Carnival of Nuclear Energy 79

The Carnival of Nuclear Energy 79 is up at ANS Nuclear Cafe

Nuclear Green interviewed Sherrell Greene of Oak Ridge National Labs about Fluoride Salt Cooled High Temperature Reactors (FHRs), Molten Salts can be used as both reactor coolants and as reactor coolants – fuel carriers and Advanced High Temperature Reactors (AHTR) are hybrid reactors which combine features of Molten Salt Reactors with features of Gas Cooled Graphite Structured or of Pebble Bed Reactors. The nuclear fuel for AHTRs is solid and embedded in graphite structures rather than a liquid salt dissolved in liquid salt coolant/carriers. SmAHTRs are Small Advanced High Temperature Reactors.

What do you view as the advantages of Molten Salt cooled Advanced High Temperature Reactors (AHTR)?

First, to avoid confusion, at ORNL we developed some terminology I would like to see adopted more widely. We liked to call liquid salt-cooled reactors, “FHRs” – Fluoride salt cooled High temperature Reactors. These are salt-cooled, but not salt fueled. Then, of course, there’s the molten salt reactors or “MSRs”, with are both cooled and fueled with fluoride (or possibly chloride) salts.

The first FHR concept ORNL developed in conjunction with SNL and others, was the Advanced High Temperature Reactor (AHTR) in the early 2000’s. The AHTR in a large GW+ class central-station electricity generator. The second concept we developed during the past year or so was the Small modular Advanced High Temperature Reactor (SmAHTR). SmAHTR is a 125 MWt ( 50+ MWe) modular FHR for both process heat and electricity production.

In my view, FHRs integrate the best attributes of liquid metal-cooled reactors (LMRs), gas-cooled reactors (GCRs), and molten salt-cooled reactors (MSRs). They are high-to- very-high temperature, low pressure systems. They employ fluoride salt coolants, TRISO particle graphite fuels, and Brayton power conversion systems. Due to their low pressure, salt coolants, and graphite fuels, they inherit the best safety attributes of LMRs, GCRs, and MSRs. They inherit the economic advantages of low pressure systems – which means thinner-walled vessels and piping.

However, FHRs have their own issues. The favored fluoride salt (FLiBe) is very expensive. The high-temperature salt-tolerant structural materials are expensive. There are tritium control issues. And since you have to make the jump from a low pressure reactor to a high-pressure power conversion system in the electricity production application, there are a number of component design and reliability challenges – particularly with regard to heat exchangers.

Having said all of that, I’m big on the promise of FHRs.

How might the development of the AHTR contribute to the development of the MSR?

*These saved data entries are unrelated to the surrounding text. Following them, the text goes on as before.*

/// Extracts comic data from a string and presents it in a formatted way.
///
/// The string can be a filepath, a bare filename or a release title; folder
/// components are consulted for data the filename itself lacks.
#[must_use]
pub fn extract_filename_data(filepath: &str, options: ExtractOptions) -> Fingerprint {
    debug!(input = filepath, "extracting filename data");

    let mut special_version: Option<SpecialVersion> = None;

    // A metadata filename itself carries no information; extract from the
    // containing folder instead.
    let mut filepath: String = filepath.to_string();
    if METADATA_FILES.contains(&basename(&filepath).to_lowercase().as_str()) {
        filepath = dirname(&filepath).to_string();
        special_version = Some(SpecialVersion::Metadata);
    }

    // Any explicit annual token without a "+ annuals" qualifier implies an
    // annual, whether it sits in the filename or the folder.
    let name_not_annual = patterns::NOT_ANNUAL
        .is_match(basename(&filepath))
        .unwrap_or(true);
    let folder_not_annual = patterns::NOT_ANNUAL
        .is_match(basename(dirname(&filepath)))
        .unwrap_or(true);
    let annual = !(name_not_annual && folder_not_annual);

    let mut filepath = normalize_string(&filepath).replace('+', " ");
    if filepath.contains('Т') || filepath.contains('т') {
        filepath = patterns::RUSSIAN_VOLUME
            .replace_all(&filepath, "Volume $1")
            .into_owned();
        filepath = patterns::RUSSIAN_VOLUME_REVERSED
            .replace_all(&filepath, "Volume $1")
            .into_owned();
    }
    if filepath.contains('第') || filepath.contains('卷') || filepath.contains('册') {
        filepath = patterns::CHINESE_VOLUME
            .replace_all(&filepath, "Volume $1")
            .into_owned();
        filepath = patterns::CHINESE_VOLUME_REVERSED
            .replace_all(&filepath, "Volume $1")
            .into_owned();
    }
    if filepath.contains('권') {
        filepath = patterns::KOREAN_VOLUME
            .replace_all(&filepath, "Volume $1")
            .into_owned();
    }
    if filepath.contains('巻') {
        filepath = patterns::JAPANESE_VOLUME
            .replace_all(&filepath, "Volume $1")
            .into_owned();
    }

    let image_file = is_image_file(&filepath);

    // Filename without a media extension; metadata extensions stay.
    let mut filename = basename(&filepath).to_string();
    if is_content_file(&filename) {
        if let Some(ext) = file_extension(&filename) {
            filename.truncate(filename.len() - ext.len() - 1);
        }
    }

    // Bracketed runs blanked out, offsets preserved.
    let clean_filename = blank_out(&patterns::STRIP_BRACKETS, &filename) + " ";

    let foldername = basename(dirname(&filepath)).to_string();
    let upper_foldername = basename(dirname(dirname(&filepath))).to_string();

    // Year: first hit in the configured location order wins, but spans are
    // recorded for both filename and folder so issue matching can avoid them.
    #[derive(Clone, Copy, PartialEq)]
    enum YearLocation {
        Name,
        Folder,
        Upper,
    }
    let mut year: Option<i32> = None;
    let mut year_spans: Vec<Span> = Vec::new();
    let mut year_folder_spans: Vec<Span> = Vec::new();

    let year_order: [(YearLocation, &str); 3] = if options.prefer_folder_year {
        [
            (YearLocation::Folder, &foldername),
            (YearLocation::Name, &filename),
            (YearLocation::Upper, &upper_foldername),
        ]
    } else {
        [
            (YearLocation::Name, &filename),
            (YearLocation::Folder, &foldername),
            (YearLocation::Upper, &upper_foldername),
        ]
    };
    for (location, text) in year_order {
        let (found, spans) = find_years(text);
        if spans.is_empty() {
            continue;
        }
        if year.is_none() {
            year = found;
        }
        match location {
            YearLocation::Name => year_spans = spans,
            YearLocation::Folder => year_folder_spans = spans,
            YearLocation::Upper => {}
        }
    }

    let first_year_pos = year_spans.first().map_or(NOT_FOUND, |s| s.start);
    let first_year_folder_pos = year_folder_spans.first().map_or(NOT_FOUND, |s| s.start);

    // Volume number: filename first, folder as fallback and series anchor.
    let mut volume_number: Option<NumberSpan<i32>> = None;
    let mut volume_pos = NOT_FOUND;
    let mut volume_end = 0usize;
    let mut volume_found_in_name = false;

    if !image_file {
        if let Ok(Some(caps)) = patterns::VOLUME.captures(&clean_filename) {
            if let (Some(full), Some(group)) = (caps.get(0), caps.get(1)) {
                volume_number = process_volume_number(group.as_str());
                volume_pos = full.start();
                volume_end = group.end();
                volume_found_in_name = true;
            }
        }
    }

    let mut volume_folder_pos = NOT_FOUND;
    let mut volume_folder_end = 0usize;
    let mut volume_found_in_folder = false;
    if let Ok(Some(caps)) = patterns::VOLUME_FOLDER.captures(&foldername) {
        if let Some(full) = caps.get(0) {
            volume_folder_pos = full.start();
            volume_folder_end = full.end();
            volume_found_in_folder = true;
            if !volume_found_in_name {
                let group = caps.get(1).or_else(|| caps.get(2));
                if let Some(group) = group {
                    volume_number = process_volume_number(group.as_str());
                }
            }
        }
    }

    if !volume_found_in_name && !volume_found_in_folder && options.assume_volume_number {
        volume_number = Some(NumberSpan::Single(1));
    }

    // Special version; a cover marker overrules TPB/OS/HC.
    let mut special_span: Option<Span> = None;
    let mut special_pos = NOT_FOUND;
    if special_version.is_none() {
        let cover_caps = patterns::COVER.captures(&filename).ok().flatten();
        if let Some(caps) = cover_caps {
            special_version = Some(SpecialVersion::Cover);
            let span = caps.get(1).or_else(|| caps.get(0));
            special_span = span.map(|m| Span {
                start: m.start(),
                end: m.end(),
            });
            special_pos = special_span.map_or(NOT_FOUND, |s| s.start);
        } else if let Ok(Some(caps)) = patterns::SPECIAL_VERSION.captures(&filename) {
            if caps.name("tpb").is_some() {
                special_version = Some(SpecialVersion::Tpb);
            } else if caps.name("one_shot").is_some() {
                special_version = Some(SpecialVersion::OneShot);
            } else if caps.name("hard_cover").is_some() {
                special_version = Some(SpecialVersion::HardCover);
            }
            special_pos = caps.get(0).map_or(NOT_FOUND, |m| m.start());
        }
    }

    // Issue number, unless a TPB/OS/HC token already settled the shape.
    let mut issue_number_text: Option<String> = None;
    let mut issue_pos = NOT_FOUND;
    let mut issue_folder_pos = NOT_FOUND;

    if matches!(
        special_version,
        None | Some(SpecialVersion::Cover) | Some(SpecialVersion::Metadata)
    ) {
        let (part, part_is_folder, after, before): (&str, bool, usize, usize) = if image_file {
            (&foldername, true, volume_folder_end, volume_folder_pos)
        } else {
            (&filename, false, volume_end, volume_pos)
        };
        let spans: &[Span] = if part_is_folder {
            &year_folder_spans
        } else {
            &year_spans
        };
        let special = if part_is_folder { None } else { special_span };

        let found = find_issue_number(part, SearchRegion::After(after), true, spans, special)
            .or_else(|| {
                find_issue_number(part, SearchRegion::Before(before), false, spans, special)
            });

        match found {
            Some(candidate) => {
                if part_is_folder {
                    issue_folder_pos = candidate.span.start;
                } else {
                    issue_pos = candidate.span.start;
                }
                issue_number_text = Some(candidate.number);
            }
            None if !image_file => {
                if let Ok(Some(caps)) = patterns::ISSUE_7.captures(clean_filename.trim_end()) {
                    if let (Some(full), Some(group)) = (caps.get(0), caps.get(1)) {
                        issue_number_text = Some(group.as_str().to_string());
                        issue_pos = full.start();
                    }
                }
            }
            None => {}
        }
    }

    if issue_number_text.is_none() && special_version.is_none() {
        special_version = Some(SpecialVersion::Tpb);
    }

    // Series name: everything left of the first structural span, falling
    // back to folder and grandparent folder when that yields nothing.
    let series_pos = first_year_pos
        .min(volume_pos)
        .min(special_pos)
        .min(issue_pos);

    let mut series_raw: Option<String> = None;
    if !image_file {
        let candidate = if series_pos >= NOT_FOUND {
            clean_filename.clone()
        } else if series_pos > 0 {
            prefix_upto(&clean_filename, series_pos - 1).to_string()
        } else {
            String::new()
        };
        if !candidate.trim().is_empty() {
            series_raw = Some(candidate);
        }
    }
    let series_raw = series_raw.unwrap_or_else(|| {
        let series_folder_pos = first_year_folder_pos
            .min(volume_folder_pos)
            .min(issue_folder_pos);
        let candidate = if series_folder_pos >= NOT_FOUND {
            foldername.clone()
        } else if series_folder_pos > 0 {
            prefix_upto(&foldername, series_folder_pos - 1).to_string()
        } else {
            String::new()
        };
        if candidate.trim().is_empty() {
            patterns::STRIP_BRACKETS
                .replace_all(&upper_foldername, "")
                .into_owned()
        } else {
            candidate
        }
    });

    let series_sep = series_raw.replace(['-', '_'], " ");
    let series = patterns::SERIES_CLEANUP
        .replace_all(&series_sep, "")
        .into_owned();

    let issue_number = issue_number_text
        .as_deref()
        .and_then(process_issue_number);

    let year = if options.fix_year {
        year.map(fix_broken_year)
    } else {
        year
    };

    let fingerprint = Fingerprint {
        series,
        year,
        volume_number,
        special_version,
        issue_number,
        annual,
    };
    debug!(?fingerprint, "extracted filename data");
    fingerprint
}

In many ways. In order to successfully develop and deploy an FHR, one must solve many of the fundamental technology challenges required for MSRs: the fluoride salt supply chain, the structural materials supply chain, fluoride salt pumps and heat exchangers, tritium control, instrumentation and control technologies… just to name the more important technologies. The development of an FHR would leave the country with a robust development infrastructure for MSRs. And the successful deployment of an FHR would be a path-finder for the licensing and regulatory framework environment required for successful MSR deployment. However, the fact that MSRs have a liquid, mobile fuel will be a large, unaddressed hurdle in the regulatory arena.

What do you view as the potential uses of the AHTR?

High-to-very high temperature process heat and high-efficiency electricity production for central station and remote applications.

Does the AHTR have a potential cost advantage compared to the LWR?

Yes. Their low pressure character translates to less metal in their construction. The coolant doesn’t interact energetically with air/water. This means one is not driven to massive containments. Less concrete. SmATHR could benefit enormously from factory fabrication. However, there are off-setting issues. I’ve already mentioned that fluoride salt coolant is really expensive. The nickel alloy structural materials aren’t cheap either.

Nuclear Green also discussed Liquid Chloride reactors with Sherrell Greene

I’m actually very much on the fence with regard to LCRs. They are potentially attractive fast-spectrum systems and could offer some innovative options for burn/breed fuel cycles. But they also face much more daunting chemical compatibiliy challenges than fluoride salt-cooled concepts. I don’t consider LCRs to be in the tsame category of feasibility as liquid fluoride reactors.

Nextbigfuture contributions this week were:

Two ACP100 reactor modules have been ordered in China. These 100 to 150 MWe reactors can be built in about 30 months, which is about half the time of larger reactors in China. These first of kind units will each cost a bit less than $400 million if budgets are not overrun.

Lightbridge has expanded the nuclear fuels they have under development from thorium-uranium fuels to new fuels that will enable uprating of 17 to 30% of pressure water reactors.